One paradigm for predicting the function of proteins of unknown function, the so called 'sequence-to-structure-to-structure-to-function' paradigm, is based on the assumption that three-dimensional structure patterns are conserved across a much greater evolutionary distance than recognizable primary sequence patterns [8]. This assumption has been supported by several structure-function surveys of the Protein Data Bank (PDB) which show that fold similarities in the absence of sequence similarities imply some shared function in the majority of cases [913]. One protocol for predicting protein function based on this paradigm is to predict the structure of a query sequence of interest and then use the predicted structure to search for fold or structural similarities between the predicted protein structure and experimentally determined protein structures in the PDB or a non-redundant subset of the PDB [1417]. There are, however, several problems associated with deriving functional annotation from fold similarity - fold similarities can occur through convergent evolution, and thus have no functional implications. Also, aspects of function, such as precise ligand specificity, can change throughout evolution leaving only general function intact across a given fold superfamily [1820]. Fold matches between the predicted structures and the PDB are thus treated as sources of putative general functional information and are functionally interpreted primarily in combination with other methods such as global expression analysis and the predicted protein association network. In this study we use Rosetta to generate a confidence ranked list of possible structures for proteins and protein domains of unknown function, search each of the ranked structure predictions against the PDB, and then calculate confidences for the fold predictions and evaluate possible functional roles in the context of the Halobacterium association network.

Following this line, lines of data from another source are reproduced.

//! Join key patterns, partial matches, and range derivation (§4.C).
//!
//! A pattern is a `|`-delimited sequence of fields, mirroring the
//! pipe-separated key convention used throughout the scenarios in the
//! design doc (`timeline|alice|1`, `events|T1|a`, ...). Each field is either
//! a literal run of bytes or a named slot with a fixed byte width, written
//! `NAME:WIDTH` (e.g. `U:8`). The `|` separators are themselves literal
//! bytes in the resulting key — they are re-inserted between fields when a
//! pattern is expanded, since real keys use them as field delimiters.
//!
//! Slot widths are fixed once a pattern is parsed and never vary at
//! runtime, so every pattern has a statically known total byte width.

use crate::bytestring::Bytes;
use crate::error::{EngineError, EngineResult};
use std::collections::BTreeMap;

/// One segment of a parsed pattern.
#[derive(Debug, Clone, PartialEq, Eq)]
enum Segment {
    Literal(Bytes),
    Slot { name: String, width: usize },
}

/// A parsed join key pattern: literal runs and named, fixed-width slots.
#[derive(Debug, Clone, PartialEq, Eq)]
pub struct Pattern {
    segments: Vec<Segment>,
}

/// A partial assignment of slot names to byte values.
#[derive(Debug, Clone, Default, PartialEq, Eq)]
pub struct Match {
    bindings: BTreeMap<String, Bytes>,
}

impl Match {
    pub fn new() -> Self {
        Self::default()
    }

    pub fn bind(&mut self, name: impl Into<String>, value: Bytes) {
        self.bindings.insert(name.into(), value);
    }

    pub fn with(mut self, name: impl Into<String>, value: Bytes) -> Self {
        self.bind(name, value);
        self
    }

    pub fn get(&self, name: &str) -> Option<&Bytes> {
        self.bindings.get(name)
    }

    pub fn contains(&self, name: &str) -> bool {
        self.bindings.contains_key(name)
    }
}

impl Pattern {
    /// Parse a `|`-delimited pattern string. Fields are split on the byte
    /// `|`; a field matching `NAME:WIDTH` (name is `[A-Za-z_][A-Za-z0-9_]*`,
    /// width is a positive decimal integer) is a slot, anything else
    /// (including an empty field, which arises from a leading/trailing `|`)
    /// is a literal. The `|` bytes between fields are literal separators and
    /// are preserved in the parsed pattern.
    pub fn parse(text: &str) -> EngineResult<Pattern> {
        let fields: Vec<&str> = text.split('|').collect();
        let mut segments = Vec::new();
        for (i, field) in fields.iter().enumerate() {
            if i > 0 {
                segments.push(Segment::Literal(Bytes::from("|")));
            }
            match parse_slot_field(field) {
                Some((name, width)) => segments.push(Segment::Slot { name, width }),
                None => {
                    if !field.is_empty() {
                        segments.push(Segment::Literal(Bytes::from(*field)));
                    } else if i == 0 || i + 1 == fields.len() {
                        // Preserve an empty leading/trailing field as a
                        // zero-length literal so `|foo|` parses as three
                        // segments (empty, slot-or-literal foo, empty)
                        // rather than silently dropping the boundary.
                        segments.push(Segment::Literal(Bytes::from("")));
                    }
                }
            }
        }
        let p = Pattern { segments: merge_literals(segments) };
        p.validate_unique_widths()?;
        Ok(p)
    }

    fn validate_unique_widths(&self) -> EngineResult<()> {
        let mut seen: BTreeMap<&str, usize> = BTreeMap::new();
        for seg in &self.segments {
            if let Segment::Slot { name, width } = seg {
                if let Some(prev) = seen.insert(name, *width) {
                    if prev != *width {
                        return Err(EngineError::SlotWidthMismatch {
                            join: String::new(),
                            slot: name.to_string(),
                            a: prev,
                            b: *width,
                        });
                    }
                }
            }
        }
        Ok(())
    }

    /// Total byte width of any key matching this pattern.
    pub fn total_width(&self) -> usize {
        self.segments
            .iter()
            .map(|s| match s {
                Segment::Literal(b) => b.len(),
                Segment::Slot { width, .. } => *width,
            })
            .sum()
    }

    /// Names of the slots referenced by this pattern, in left-to-right order
    /// (a name may repeat if the same slot appears more than once).
    pub fn slot_names(&self) -> impl Iterator<Item = &str> {
        self.segments.iter().filter_map(|s| match s {
            Segment::Slot { name, .. } => Some(name.as_str()),
            Segment::Literal(_) => None,
        })
    }

    /// The table a pattern is meant to be matched against, taken from the
    /// leading literal run up to its first `|` (e.g. `"posts"` for
    /// `posts|U:5|`). Patterns that begin with a slot have no derivable
    /// table name.
    pub fn table_name(&self) -> Option<String> {
        match self.segments.first() {
            Some(Segment::Literal(b)) => {
                let s = String::from_utf8_lossy(b.as_bytes());
                let name = s.split('|').next().unwrap_or("");
                if name.is_empty() {
                    None
                } else {
                    Some(name.to_string())
                }
            }
            _ => None,
        }
    }

    pub fn slot_width(&self, name: &str) -> Option<usize> {
        self.segments.iter().find_map(|s| match s {
            Segment::Slot { name: n, width } if n == name => Some(*width),
            _ => None,
        })
    }

    /// Fill a concrete key from a fully (or partially — unbound slots error)
    /// bound match.
    pub fn expand(&self, m: &Match) -> EngineResult<Bytes> {
        let mut out = Vec::with_capacity(self.total_width());
        for seg in &self.segments {
            match seg {
                Segment::Literal(b) => out.extend_from_slice(b.as_bytes()),
                Segment::Slot { name, width } => {
                    let v = m.get(name).ok_or_else(|| EngineError::InvalidJoin {
                        message: format!("slot '{name}' is unbound during expand"),
                    })?;
                    if v.len() != *width {
                        return Err(EngineError::InvalidJoin {
                            message: format!(
                                "slot '{name}' expected width {width}, got {}",
                                v.len()
                            ),
                        });
                    }
                    out.extend_from_slice(v.as_bytes());
                }
            }
        }
        Ok(Bytes::from_vec(out))
    }

    /// Attempt to extract slot values from a concrete key. Fails if the key
    /// length doesn't match the pattern's fixed total width or if a literal
    /// segment's bytes disagree.
    pub fn try_match(&self, key: &[u8]) -> Option<Match> {
        if key.len() != self.total_width() {
            return None;
        }
        let mut m = Match::new();
        let mut pos = 0;
        for seg in &self.segments {
            match seg {
                Segment::Literal(b) => {
                    let lit = b.as_bytes();
                    if &key[pos..pos + lit.len()] != lit {
                        return None;
                    }
                    pos += lit.len();
                }
                Segment::Slot { name, width } => {
                    let value = Bytes::copy_from(&key[pos..pos + width]);
                    m.bind(name.clone(), value);
                    pos += width;
                }
            }
        }
        Some(m)
    }

    /// Derive the half-open byte range `[ibegin, iend)` of all concrete keys
    /// consistent with `partial`. Bound slots and literals contribute exact
    /// bytes; each unbound slot contributes `0x00...` to `ibegin` and
    /// `0xFF...` to the working upper bound, which is then converted from an
    /// inclusive maximum to an exclusive `iend` via byte-string successor
    /// (carry-propagated increment, extending by one byte on full overflow).
    pub fn range_for(&self, partial: &Match) -> (Bytes, Bytes) {
        let mut lo = Vec::with_capacity(self.total_width());
        let mut hi_inclusive = Vec::with_capacity(self.total_width());
        for seg in &self.segments {
            match seg {
                Segment::Literal(b) => {
                    lo.extend_from_slice(b.as_bytes());
                    hi_inclusive.extend_from_slice(b.as_bytes());
                }
                Segment::Slot { name, width } => match partial.get(name) {
                    Some(v) => {
                        lo.extend_from_slice(v.as_bytes());
                        hi_inclusive.extend_from_slice(v.as_bytes());
                    }
                    None => {
                        lo.extend_from_slice(Bytes::zeros(*width).as_bytes());
                        hi_inclusive.extend_from_slice(Bytes::ones(*width).as_bytes());
                    }
                },
            }
        }
        let hi = successor(&hi_inclusive);
        (Bytes::from_vec(lo), Bytes::from_vec(hi))
    }
}

/// The lexicographically smallest byte string strictly greater than
/// `bytes`, computed by incrementing the rightmost non-`0xFF` byte and
/// truncating everything after it. If every byte is `0xFF`, no value of the
/// same-or-shorter length can exceed it, so the string is extended by one
/// more `0xFF` byte (an extension of an all-`0xFF` prefix always compares
/// greater under lexicographic order).
fn successor(bytes: &[u8]) -> Vec<u8> {
    let mut v = bytes.to_vec();
    for i in (0..v.len()).rev() {
        if v[i] != 0xFF {
            v[i] += 1;
            v.truncate(i + 1);
            return v;
        }
    }
    v.push(0xFF);
    v
}

fn parse_slot_field(field: &str) -> Option<(String, usize)> {
    let (name, width) = field.split_once(':')?;
    if name.is_empty()
        || !name.chars().next().unwrap().is_ascii_alphabetic() && name.chars().next().unwrap() != '_'
    {
        return None;
    }
    if !name.chars().all(|c| c.is_ascii_alphanumeric() || c == '_') {
        return None;
    }
    let width: usize = width.parse().ok()?;
    if width == 0 {
        return None;
    }
    Some((name.to_string(), width))
}

fn merge_literals(segments: Vec<Segment>) -> Vec<Segment> {
    let mut out: Vec<Segment> = Vec::with_capacity(segments.len());
    for seg in segments {
        match (&seg, out.last_mut()) {
            (Segment::Literal(b), Some(Segment::Literal(prev))) => {
                *prev = Bytes::concat(prev.as_bytes(), b.as_bytes());
            }
            _ => out.push(seg),
        }
    }
    out
}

Rosetta is a computer program for de novo protein structure prediction, where de novo implies modeling in the absence of detectable sequence similarity to a previously determined three-dimensional protein structure [21, 22]. Rosetta uses information from the PDB to estimate possible conformations for local sequence segments (three and nine residue segments). It then assembles these pre-computed local structure fragments by minimizing a global scoring function that favors hydrophobic burial and packing, strand pairing, compactness and energetically favorable residue pairings. Results from the fourth and fifth critical assessment of structure prediction (CASP4, CASP5) have shown that Rosetta is currently one of the best methods for de novo protein structure prediction and distant fold recognition [2327]. Using Rosetta generated structure predictions we were previously able to recapitulate or predict many functional insights not detectable from primary sequence [28, 29]. Rosetta was also recently used to generate both fold and function predictions for Pfam [30, 31] protein families that had no link to a known structure, resulting in ~120 high confidence fold predictions. In spite of these successes, Rosetta has a significant error rate, as do all methods for distant fold recognition and de novo structure prediction. The Rosetta confidence function partially mitigates this error rate by assessing the accuracy of predicted folds [29]. Another unavoidable source of uncertainty, with respect to function prediction, is the error associated with distilling function from fold matches described above. The predictions generated by de novo structure prediction are thus best used in combination with other sources of putative or general functional information such as proximity in protein association or gene regulatory networks.

We separate annotations into two classes. The first type are annotations referring to individual proteins, such as structure predictions and function annotations derived from sequence or structural similarity to a protein of known function. The second type are annotations referring to the context of a protein relative to other proteins within the proteome, grouping multiple genes into an operon, two proteins having a similar phylogenetic profile - implying that they carry out related functions, correlation of mRNA or protein concentrations across a variety of genetic or environmental perturbations, and so on. The major difference between association/contextual information, (information of the second type above) and individual annotations (first type) is brought sharply into focus when one considers that there are several highly connected clusters of proteins in the Halobacterium association network that are composed entirely of genes of unknown function. Thus, contextual information (often presented in the form of protein interaction or association networks) must be combined with methods for extending our ability to infer putative functions for proteins of unknown function if our goal is to understand biological systems globally. In this work contextual annotations have been reduced to pairwise relationships between proteins and are represented graphically as edges of different types in what we will refer to as the Halobacterium association network. Our association network is composed of operon predictions, conserved chromosomal proximity relationships, phylogenetic profile similarity, the occurrence of two Halobacterium proteins fused into a single protein in other genomes (domain fusion), and predicted protein-protein interactions primarily derived from yeast two-hybrid studies and Helicobacter pylori protein-protein interaction studies. The results of previously described genome-wide mRNA and protein expression studies are mapped onto this network [32, 33]. The generation and visualization of this association network is described fully in Materials and methods.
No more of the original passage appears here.